Clostridium perfringens

Also called Cl. welchii. It causes gas gangrene and food poisoning.

Morphology

It is a Gram positive bacilli, capsulated, non motile, arranged singly, in chains or bundles, with bulging oval and subterminal spores. Remember that spores would not be seen in clinical specimens. Can you guess why is it so?

Classification

6 antigenic types A to F depending on the type of toxin produced and 80 serotypes depending on surface polysaccharide have been identified.

Human Pathology

Gas gangrene and food poisoning are the major diseases caused by Cl perfringens. Apart from that it also causes necrotizing enteritis, brain abscess, meningitis, panophthalmitis, septicaemia, cellulitis and gangrenous appendicitis.

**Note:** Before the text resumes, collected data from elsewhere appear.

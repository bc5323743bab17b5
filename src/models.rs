//! Data models for scraped library data and map markers.
//!
//! This module defines the core data structures used throughout the pipeline:
//! - [`BookMap`] / [`LibraryMap`]: the two scraped mappings keyed by library name
//! - [`LibraryLocation`] / [`Coordinates`]: a branch's address and geocoded position
//! - [`Place`]: one result from the geocoding service
//! - [`CircleMarker`] / [`LabelMarker`]: pure marker descriptors consumed by the
//!   map document builder
//!
//! The location types serialize as arrays (`[address, [lat, lon]]`) to match the
//! shape of the JSON data files.

use serde::{Deserialize, Serialize};
use std::collections::BTreeMap;

/// Mapping of library name to its currently most popular book title.
///
/// A `BTreeMap` keeps serialization order deterministic. Titles may carry an
/// en-dash-separated subtitle (`"Title – Subtitle"`).
pub type BookMap = BTreeMap<String, String>;

/// Mapping of library name to its street address and geocoded coordinates.
pub type LibraryMap = BTreeMap<String, LibraryLocation>;

/// A branch's street address plus coordinates, stored as `[address, [lat, lon]]`.
#[derive(Debug, Clone, PartialEq, Serialize, Deserialize)]
pub struct LibraryLocation(pub String, pub Coordinates);

impl LibraryLocation {
    /// The first line of the branch's street address.
    pub fn address(&self) -> &str {
        &self.0
    }

    pub fn coords(&self) -> &Coordinates {
        &self.1
    }
}

/// Latitude and longitude as decimal-degree strings, verbatim from the
/// geocoding service, stored as `[lat, lon]`.
#[derive(Debug, Clone, PartialEq, Serialize, Deserialize)]
pub struct Coordinates(pub String, pub String);

impl Coordinates {
    pub fn lat(&self) -> &str {
        &self.0
    }

    pub fn lon(&self) -> &str {
        &self.1
    }
}

/// A single search result from the geocoding service.
///
/// The service returns more fields (display name, bounding box, OSM ids);
/// only the coordinates are consumed.
#[derive(Debug, Clone, Deserialize)]
pub struct Place {
    pub lat: String,
    pub lon: String,
}

/// A small fixed-radius circle drawn at a branch's coordinates, coloured by
/// the popularity of its most popular book.
#[derive(Debug, Clone, PartialEq)]
pub struct CircleMarker {
    pub coords: Coordinates,
    pub radius: u32,
    pub weight: u32,
    pub colour: String,
}

/// A label marker at the same coordinates carrying the popularity badge,
/// a tooltip, and a rich popup.
///
/// All `*_html` fields hold ready-to-embed HTML fragments; the map document
/// builder JSON-escapes them when emitting the page.
#[derive(Debug, Clone, PartialEq)]
pub struct LabelMarker {
    pub coords: Coordinates,
    /// Numeric popularity badge rendered inside the marker icon.
    pub badge_html: String,
    pub icon_size: (u32, u32),
    pub icon_anchor: (u32, u32),
    pub tooltip_html: String,
    pub popup_html: String,
    /// Fixed popup width (used as both minimum and maximum).
    pub popup_width: u32,
}
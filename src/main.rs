//! # Borough Books Map
//!
//! A one-shot data-collection-and-visualization pipeline for the Queens
//! Public Library system. It scrapes the library's "most popular books by
//! location" page and the Wikipedia table of branch addresses, geocodes
//! every branch via OpenStreetMap's Nominatim service, and renders the
//! joined result as an interactive map: one colour-coded marker pair per
//! branch, on top of an overlay that dims everything outside the borough.
//!
//! ## Usage
//!
//! ```sh
//! borough_books_map fetch
//! borough_books_map render --boundaries "data/Borough Boundaries.geojson"
//! ```
//!
//! ## Architecture
//!
//! Two sequential stages communicating through flat JSON files:
//! 1. **Fetch**: scrape both sources, geocode each address (one fallback
//!    retry per address, no other recovery), write `books.json` and
//!    `libraries.json`
//! 2. **Render**: load the data files and the borough boundaries, compute
//!    the outside-the-borough overlay, rank books by popularity, build the
//!    markers, and write a self-contained Leaflet HTML page

use clap::Parser;
use std::error::Error;
use std::path::Path;
use tracing::{debug, info, instrument};
use tracing_subscriber::{fmt as tfmt, EnvFilter};

mod cli;
mod geocode;
mod geometry;
mod markers;
mod models;
mod outputs;
mod popularity;
mod scrapers;
mod utils;

use cli::{Cli, Command};
use geocode::NominatimClient;
use models::{BookMap, LibraryMap};
use outputs::map::{MapPage, OVERLAY_FILL};

/// Borough whose libraries are mapped.
const BOROUGH: &str = "Queens";
/// Map centre, roughly the middle of the borough.
const MAP_CENTRE: (f64, f64) = (40.675, -73.8729094);
const MAP_ZOOM: u8 = 11;

const BOOKS_FILE: &str = "books.json";
const LIBRARIES_FILE: &str = "libraries.json";

#[tokio::main]
async fn main() -> Result<(), Box<dyn Error>> {
    let filter = EnvFilter::try_from_default_env().unwrap_or_else(|_| EnvFilter::new("info"));
    tfmt()
        .with_env_filter(filter)
        .with_target(true)
        .with_file(false)
        .with_line_number(false)
        .with_timer(tracing_subscriber::fmt::time::UtcTime::rfc_3339())
        .init();

    let args = Cli::parse();
    debug!(?args, "Parsed CLI arguments");

    match args.command {
        Command::Fetch { data_dir } => run_fetch(&data_dir).await,
        Command::Render {
            data_dir,
            boundaries,
            output,
        } => run_render(&data_dir, &boundaries, &output).await,
    }
}

/// Scrape both sources and write the JSON data files.
#[instrument(level = "info", skip_all, fields(data_dir = %data_dir.display()))]
async fn run_fetch(data_dir: &Path) -> Result<(), Box<dyn Error>> {
    let books = scrapers::books::fetch_books().await?;
    outputs::json::dump(&data_dir.join(BOOKS_FILE), &books).await?;

    let lookup = NominatimClient;
    let libraries = scrapers::libraries::fetch_locations(&lookup).await?;
    outputs::json::dump(&data_dir.join(LIBRARIES_FILE), &libraries).await?;

    info!(
        books = books.len(),
        libraries = libraries.len(),
        "Data files written"
    );
    Ok(())
}

/// Load the data files and render the map document.
#[instrument(level = "info", skip_all, fields(output = %output.display()))]
async fn run_render(
    data_dir: &Path,
    boundaries: &Path,
    output: &Path,
) -> Result<(), Box<dyn Error>> {
    let books: BookMap = outputs::json::load(&data_dir.join(BOOKS_FILE)).await?;
    let libraries: LibraryMap = outputs::json::load(&data_dir.join(LIBRARIES_FILE)).await?;
    info!(
        books = books.len(),
        libraries = libraries.len(),
        "Loaded data files"
    );

    let borough = geometry::load_borough_features(boundaries, BOROUGH)?;
    let overlay = geometry::merge_geometry(&borough)?;

    let mut page = MapPage::new(MAP_CENTRE, MAP_ZOOM);
    page.add_overlay(overlay, OVERLAY_FILL);

    for (circle, label) in markers::build_markers(&books, &libraries) {
        page.add_markers(circle, label);
    }

    page.write(output).await?;
    Ok(())
}
//! JSON data file reading and writing.
//!
//! The pipeline's two stages communicate through flat JSON files
//! (`books.json` and `libraries.json`), written with 2-space indentation so
//! they stay reviewable in a diff.

use serde::de::DeserializeOwned;
use serde::Serialize;
use std::error::Error;
use std::path::Path;
use tokio::fs;
use tracing::{info, instrument};

/// Serialize `value` to `path` as indented JSON, creating parent
/// directories as needed.
#[instrument(level = "info", skip(value), fields(path = %path.display()))]
pub async fn dump<T: Serialize>(path: &Path, value: &T) -> Result<(), Box<dyn Error>> {
    if let Some(parent) = path.parent() {
        fs::create_dir_all(parent).await?;
    }

    let json = serde_json::to_string_pretty(value)?;
    fs::write(path, json).await?;
    info!("Wrote JSON data file");
    Ok(())
}

/// Read and deserialize a JSON data file.
#[instrument(level = "info", fields(path = %path.display()))]
pub async fn load<T: DeserializeOwned>(path: &Path) -> Result<T, Box<dyn Error>> {
    let raw = fs::read_to_string(path).await?;
    Ok(serde_json::from_str(&raw)?)
}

Gas Gangrene: Also called myonecrosis or necrotizing fasciitis. It follows war injuries, traffic accidents etc where the wound gets contaminated with bacteria which then start growing under anaerobic conditions in the wound and produce toxins which cause further damage. The infection and necrosis thus spreads and causes a filthy smelling gas production.

Alpha toxin is the major toxin responsible for the infective process as it breaks down tissues (necrotizing) by damaging the cell membranes. Patient presents with a foul smelling, necrotic wound with edema and local pain, crepitations due to gas formation and in severe cases, hypotension and shock from toxemia. It is fatal if not treated at the right time.

Food Poisoning: Food gets contaminated with heat resistant spores of Cl. perfringens. When such food especially meat dishes are reheated the bacteria grow exponentially and produce enterotoxin. The enterotoxin of Cl. perfringens is a superantigen and it acts on the small intestines to cause abdominal cramps and watery diarrhoea after an 8-16 hour incubation period.

Laboratory diagnosis of Cl.perfringens infections

Gas Gangrene: Specimens are taken from the wound including exudates and necrosed tissue. Gram stain shows many Gram positive bacilli without spores with scanty inflammatory infiltrate as toxins from Cl.perfringens break down the neutrophils. Anaerobic culture is done on blood agar and RCM. It shows characteristic target hemolysis with a zone of complete hemolysis from theta toxin followed by a wider zone of incomplete hemolysis due to alpha toxin. In RCM broth it turns the meat particles pink (not black), as it has saccharolytic activity but no proteolytic activity.

Biochemical identification is done with the litmus milk test and Nagler reaction. The Litmus milk test shows change in color of litmus paper from blue to red due to stormy fermentation with disruption of casein clot due to gas production. In Nagler reaction when Cl.perfringens is inoculated on a medium containing egg yolk or serum, a zone of opacity is produced around the colonies due to lecithinase activity of alpha toxin.

Food Poisoning: It is mainly a clinical diagnosis. Fecal matter and contaminated food can be obtained for anaerobic culture followed by biochemical identification same as in gas gangrene samples.